Visual impedance control [109] demonstrated stability for the human–robot cotransportation task. Instead of measuring the velocities of both human and robot, a visual observer estimates the relative velocity between the two. The authors mention that directly measuring the human state could be challenging for real life applications (e.g., need for GPS/ motion capture systems). In [98], a leader–follower visual scheme performs transportation with two quadrotors equipped with dexterous robotic arms in gazebo environment. The authors mention that the controller was developed to acquire a more adaptive behavior by not directly avoiding compensation for disturbances. The adaptive controller in [90] estimates the mass and inertial properties of an unknown payload by exploiting an on-line estimator. Moreover, the onboard RGB-D camera allows the system to detect obstacles real-time. Non-linear control and inertial sensing are investigated for the transportation task of rigidly attached multirotors [112]. Pose estimation is obtained from visual–inertial odometry (VIO). This information is then sent to the controller in order to update the robots’ states using a linear measurement model.
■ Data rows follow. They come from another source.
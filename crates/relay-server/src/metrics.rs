//! Metrics collection and export for Relay.
//!
//! Uses the `metrics` crate for instrumentation and exports
//! to Prometheus format.

use metrics::{counter, gauge};
use metrics_exporter_prometheus::PrometheusBuilder;
use relay_core::{Hub, SessionSummary, CONNECT, DISCONNECT};
use std::net::SocketAddr;
use tracing::info;

/// Metric names.
pub mod names {
    pub const CONNECTIONS_TOTAL: &str = "relay_connections_total";
    pub const CONNECTIONS_ACTIVE: &str = "relay_connections_active";
    pub const FRAMES_TOTAL: &str = "relay_frames_total";
    pub const PROTOCOL_ERRORS_TOTAL: &str = "relay_protocol_errors_total";
    pub const BROADCAST_RECIPIENTS_TOTAL: &str = "relay_broadcast_recipients_total";
    pub const HANDLER_ERRORS_TOTAL: &str = "relay_handler_errors_total";
}

/// Initialize the metrics system.
pub fn init_metrics() {
    metrics::describe_counter!(
        names::CONNECTIONS_TOTAL,
        "Total number of connections since server start"
    );
    metrics::describe_gauge!(
        names::CONNECTIONS_ACTIVE,
        "Current number of registered connections"
    );
    metrics::describe_counter!(names::FRAMES_TOTAL, "Total number of text frames");
    metrics::describe_counter!(
        names::PROTOCOL_ERRORS_TOTAL,
        "Error envelopes sent to clients"
    );
    metrics::describe_counter!(
        names::BROADCAST_RECIPIENTS_TOTAL,
        "Recipients reached by client publishes"
    );
    metrics::describe_counter!(
        names::HANDLER_ERRORS_TOTAL,
        "Event handler failures"
    );

    info!("Metrics initialized");
}

/// Start the Prometheus metrics server.
///
/// # Errors
///
/// Returns an error if the server cannot be started.
pub fn start_metrics_server(port: u16) -> Result<(), Box<dyn std::error::Error>> {
    let addr = SocketAddr::from(([0, 0, 0, 0], port));

    PrometheusBuilder::new()
        .with_http_listener(addr)
        .install()?;

    info!("Metrics server listening on {}", addr);
    Ok(())
}

/// Track connection counts through the hub's lifecycle events.
pub fn register_hooks(hub: &Hub) {
    hub.on(CONNECT, |_| async {
        counter!(names::CONNECTIONS_TOTAL).increment(1);
        gauge!(names::CONNECTIONS_ACTIVE).increment(1.0);
        Ok(())
    });

    hub.on(DISCONNECT, |_| async {
        gauge!(names::CONNECTIONS_ACTIVE).decrement(1.0);
        Ok(())
    });
}

/// Record the traffic of a finished session.
pub fn record_session(summary: &SessionSummary) {
    counter!(names::FRAMES_TOTAL, "direction" => "inbound").increment(summary.frames_received);
    counter!(names::FRAMES_TOTAL, "direction" => "outbound").increment(summary.replies_sent);
    for (kind, count) in summary.protocol_errors.by_kind() {
        if count > 0 {
            counter!(names::PROTOCOL_ERRORS_TOTAL, "kind" => kind).increment(count);
        }
    }
    counter!(names::BROADCAST_RECIPIENTS_TOTAL).increment(summary.published_to);
    counter!(names::HANDLER_ERRORS_TOTAL).increment(summary.handler_errors);
}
LQR control strategies demonstrate successful transportation without communication for cable-driven robots [57,58]; the follower tracks the leader after employing vision techniques from on-board sensing (i.e., tags on the leader). Likewise, in [59], markers attached on the payload contribute in perception and state estimation under a distributed vision-based control approach. Each quadrotor processes the information from the onboard sensor (i.e., VIO information) and estimates its cable direction and velocity in a distributed way. MPC [64] allows object detection and state estimation using on-board sensors.

6.4. Teleoperation

Teleoperation in cooperative aerial manipulation has potential towards safety as the human operator can directly control the manipulation task and, therefore, intervene if necessary. Bilateral teleoperation where skilled human operators generate the desired trajectory in a precise and safe way while being provided with force feedback to increase situational awareness is presented in rigidly attached [119] and ground–air [104] categories, either by conducting simulations or through laboratory experiments. However, as mentioned in [11], imperfect communication, time-varying delay, information losses, or possible destabilizing effects remain unexplored.
In [119], the teleoperation scheme incorporates a master–slave model (i.e., human–robots) where the human generates the desired trajectory through a haptic device. The trajectory is then sent to the object pose controller in order to compute the desired wrench. From there, a force allocation algorithm distributes the desired forces to each quadcopter CoMs and later is passed to the attitude-and-thrust controllers (one for each quadcopter). The human receives the inertia of the whole system as feedback and, through a repulsive viscoelastic virtual force, can have a realistic sense of the obstacles. Nevertheless, it has been tested only in simulation. A lab experiment with haptic feedback was employed in [104]; a centralized task planner commands decision making of the Tele-MAGMAS system. Reconfigurable multirotors [78] engage a dual space control approach with tension distribution. The method does not require the specification cable forces a priori; internal motion of the moving anchors is designed to keep the direction of the cables fixed with respect to the payload (i.e., facilitating teleoperation).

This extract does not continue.